1 材料 1.1 药物提取将干燥的杜仲进行磨粉处理,将粉末和纯净水按照1 ∶10的比例进行回流提取,回流2次,每次2 h,回流结束后将得到的混合液进行离心,取上清液进行抽滤,将抽滤后得到的液体进行旋蒸,待旋蒸瓶内的水分全部旋出,将其放入抽真空箱24 h,最终得到较为纯净的杜仲干燥粉末。以上药物提取在山东省科学院药物化学实验室完成并检测。
1.2 仪器北京爱生公司斑马鱼养殖系统,Viewpoint公司Zebrabox斑马鱼行为分析仪;罗氏有限公司实时荧光定量PCR仪器、蔡司光学有限公司荧光显微镜、伯乐生命医学产品有限公司C1000 Touch梯度PCR仪、基因有限公司超微量分光光度计。
1.3 动物野生型斑马鱼AB和转基因斑马鱼Vmat: GFP由山东省科学院生物研究所提供,在恒温28 ℃的斑马鱼养殖系统中进行饲养,遵循照明黑暗14 h:10 h的生物节律,定点投食。
2 方法 2.1 杜仲活性成分筛选在药理学数据库与分析平台TCMSP(http://lsp.nwsuaf.edu.cn/tcmsp.php),以“杜仲”为关键词对其化学成分进行检索。然后根据口服生物利用度(oral bioavailability,OB)≥30%,药物相似性(drug likeness,DL)≥0.18筛选有效活性成分。
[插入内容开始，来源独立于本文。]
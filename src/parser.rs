//! Source text to executable instruction stream.
//!
//! Parsing is a pure function of the source text. Anything outside the seven
//! recognized symbols `+ - > < [ ] .` is a comment and is discarded. The
//! parser walks the remaining symbols once, optionally coalescing runs of
//! `+ - > <` into a single instruction carrying the run length, resolving
//! every bracket pair into a bidirectional jump table as it goes, and
//! finally appends a synthetic [`Instruction::Halt`] so the machine has an
//! explicit terminal instruction.
//!
//! Unbalanced brackets are the only way parsing can fail; no partial
//! program is ever returned.
//!
//! Quick start:
//!
//! ```
//! use bfvm::parser::parse;
//!
//! let program = parse("++[->+<]>.").expect("balanced program");
//! assert!(program.len() > 0);
//! ```

use std::fmt;

/// One executable operation in the instruction stream.
///
/// The count carried by the four simple operations is always >= 1; it is 1
/// unless run-length coalescing merged a run of identical source symbols.
/// `.`, `[` and `]` are never coalesced: each output is independently
/// observable and each bracket is a distinct control-flow node.
#[derive(Debug, Clone, Copy, PartialEq, Eq)]
pub enum Instruction {
    /// `+` — add `n` to the current cell, wrapping mod 256.
    IncCell(usize),
    /// `-` — subtract `n` from the current cell, wrapping mod 256.
    DecCell(usize),
    /// `>` — move the data pointer right by `n`.
    MoveRight(usize),
    /// `<` — move the data pointer left by `n`.
    MoveLeft(usize),
    /// `[` — jump past the matching `]` when the current cell is zero.
    LoopOpen,
    /// `]` — jump back past the matching `[` when the current cell is non-zero.
    LoopClose,
    /// `.` — emit the current cell to the output sink.
    Output,
    /// Synthetic end-of-program sentinel, appended once by the parser.
    Halt,
}

impl fmt::Display for Instruction {
    fn fmt(&self, f: &mut fmt::Formatter<'_>) -> fmt::Result {
        match self {
            Instruction::IncCell(n) => write!(f, "+ x{n}"),
            Instruction::DecCell(n) => write!(f, "- x{n}"),
            Instruction::MoveRight(n) => write!(f, "> x{n}"),
            Instruction::MoveLeft(n) => write!(f, "< x{n}"),
            Instruction::LoopOpen => write!(f, "["),
            Instruction::LoopClose => write!(f, "]"),
            Instruction::Output => write!(f, "."),
            Instruction::Halt => write!(f, "halt"),
        }
    }
}

/// Which side of a loop was unmatched.
#[derive(Debug, Clone, Copy, PartialEq, Eq)]
pub enum BracketKind {
    Open,
    Close,
}

impl fmt::Display for BracketKind {
    fn fmt(&self, f: &mut fmt::Formatter<'_>) -> fmt::Result {
        match self {
            BracketKind::Open => write!(f, "'['"),
            BracketKind::Close => write!(f, "']'"),
        }
    }
}

/// The single parse-time failure mode: mismatched loop brackets.
///
/// `position` is the character index of the offending bracket in the
/// original (unfiltered) source, so callers can point at it.
#[derive(Debug, Clone, thiserror::Error)]
#[error("unmatched bracket {kind} at source position {position}")]
pub struct UnbalancedBracketsError {
    pub position: usize,
    pub kind: BracketKind,
}

/// Parser knobs.
#[derive(Debug, Clone, Copy)]
pub struct ParseOptions {
    /// Merge runs of identical `+ - > <` symbols into one counted
    /// instruction. Semantically equivalent to leaving them single-step;
    /// fewer dispatch cycles at run time.
    pub coalesce: bool,
}

impl Default for ParseOptions {
    fn default() -> Self {
        Self { coalesce: true }
    }
}

/// A parsed program: the instruction stream plus its jump table.
///
/// Immutable after parsing. `jump_table[i]` holds the matching index for
/// the `LoopOpen` or `LoopClose` at index `i` and `None` everywhere else.
/// A `Program` carries no execution state and may be run any number of
/// times from independent machines.
#[derive(Debug, Clone)]
pub struct Program {
    instructions: Vec<Instruction>,
    jump_table: Vec<Option<usize>>,
}

impl Program {
    /// The instruction stream, `Halt` sentinel included.
    pub fn instructions(&self) -> &[Instruction] {
        &self.instructions
    }

    /// Number of instructions, `Halt` sentinel included.
    pub fn len(&self) -> usize {
        self.instructions.len()
    }

    pub fn is_empty(&self) -> bool {
        // Never true in practice: parse always appends Halt.
        self.instructions.is_empty()
    }

    /// Matching bracket index for the instruction at `index`, if it is a
    /// bracket.
    pub fn jump_target(&self, index: usize) -> Option<usize> {
        self.jump_table.get(index).copied().flatten()
    }
}

/// Parse `source` with run-length coalescing enabled.
pub fn parse(source: &str) -> Result<Program, UnbalancedBracketsError> {
    parse_with_options(source, ParseOptions::default())
}

/// Parse `source` into a [`Program`].
///
/// Single left-to-right walk over the source. Comment characters emit
/// nothing, so a run of `+` interrupted only by comments still coalesces.
/// Bracket matching uses an explicit stack of open-bracket indices; both
/// directions of each pair are recorded in the jump table as soon as the
/// close is seen.
pub fn parse_with_options(
    source: &str,
    options: ParseOptions,
) -> Result<Program, UnbalancedBracketsError> {
    let mut instructions: Vec<Instruction> = Vec::new();
    let mut jump_table: Vec<Option<usize>> = Vec::new();
    // (instruction index, source char position) per unmatched '['
    let mut open_brackets: Vec<(usize, usize)> = Vec::new();

    for (pos, ch) in source.chars().enumerate() {
        let instr = match ch {
            '+' => Instruction::IncCell(1),
            '-' => Instruction::DecCell(1),
            '>' => Instruction::MoveRight(1),
            '<' => Instruction::MoveLeft(1),
            '[' => Instruction::LoopOpen,
            ']' => Instruction::LoopClose,
            '.' => Instruction::Output,
            _ => continue, // comment
        };

        match instr {
            Instruction::LoopOpen => {
                open_brackets.push((instructions.len(), pos));
                instructions.push(instr);
                jump_table.push(None);
            }
            Instruction::LoopClose => {
                let Some((open_index, _)) = open_brackets.pop() else {
                    return Err(UnbalancedBracketsError {
                        position: pos,
                        kind: BracketKind::Close,
                    });
                };
                let close_index = instructions.len();
                instructions.push(instr);
                jump_table.push(Some(open_index));
                jump_table[open_index] = Some(close_index);
            }
            _ => {
                if options.coalesce {
                    if let Some(merged) = coalesce_with_last(instructions.last_mut(), instr) {
                        *merged += 1;
                        continue;
                    }
                }
                instructions.push(instr);
                jump_table.push(None);
            }
        }
    }

    if let Some(&(_, pos)) = open_brackets.last() {
        return Err(UnbalancedBracketsError {
            position: pos,
            kind: BracketKind::Open,
        });
    }

    instructions.push(Instruction::Halt);
    jump_table.push(None);

    Ok(Program {
        instructions,
        jump_table,
    })
}

/// If `last` is the same countable operation as `incoming`, hand back its
/// count for bumping. Brackets and output never coalesce.
fn coalesce_with_last<'a>(
    last: Option<&'a mut Instruction>,
    incoming: Instruction,
) -> Option<&'a mut usize> {
    match (last?, incoming) {
        (Instruction::IncCell(n), Instruction::IncCell(_))
        | (Instruction::DecCell(n), Instruction::DecCell(_))
        | (Instruction::MoveRight(n), Instruction::MoveRight(_))
        | (Instruction::MoveLeft(n), Instruction::MoveLeft(_)) => Some(n),
        _ => None,
    }
}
2.2 杜仲活性成分潜在靶点收集在TCMSP中收集杜仲活性成分的相应靶点信息,然后通过Uniprot数据库进行分析转化,获取与活性成分作用的相关靶点(人源)。
2.3 PD疾病相关靶点的筛选与收集以“Parkinson′s disease”为关键词,在DISGENET数据库(http://www.disgenet.org/)中进行检索,收集PD相关疾病靶点,筛选条件为:得分(score值)>0.1。
2.4 杜仲活性成分-潜在靶点-PD疾病靶点网络构建根据TCMSP数据库筛选出与杜仲活性成分相关的潜在靶点,利用cytoscape 3.7.2软件绘制出杜仲活性成分-潜在靶点网络图,再将其结果与PD疾病靶点进行比对,生成杜仲活性成分-PD疾病网络图,并利用FUNRICHNEW.exe绘制杜仲和PD共有靶点的韦恩图。
2.5 蛋白质相互作用网络构建(protein-protein interaction,PPI)在STRING数据库(http://string-db.org/cgi/inputPl)输入杜仲和PD共有的交集靶点蛋白名称,获取交集靶点蛋白信息,收集数据导入Cytoscape 3.7.2软件,根据Drgee值拓扑分析构建出PPI网络图。
2.6 杜仲对治疗PD靶点蛋白的GO功能富集分析和KEGG通路富分析为了表明杜仲的药物靶蛋白在基因功能中的作用,利用Metascape数据库(https://metascape.org/gp/index.html)对PPI网络中筛选出的核心靶点进行GO功能富集分析。之后使用Metascape对KEGG通路富集分析进行筛选,探讨其缓解PD的作用通路并进一步对富集信号通路进行分析,获得各通路相关网络图。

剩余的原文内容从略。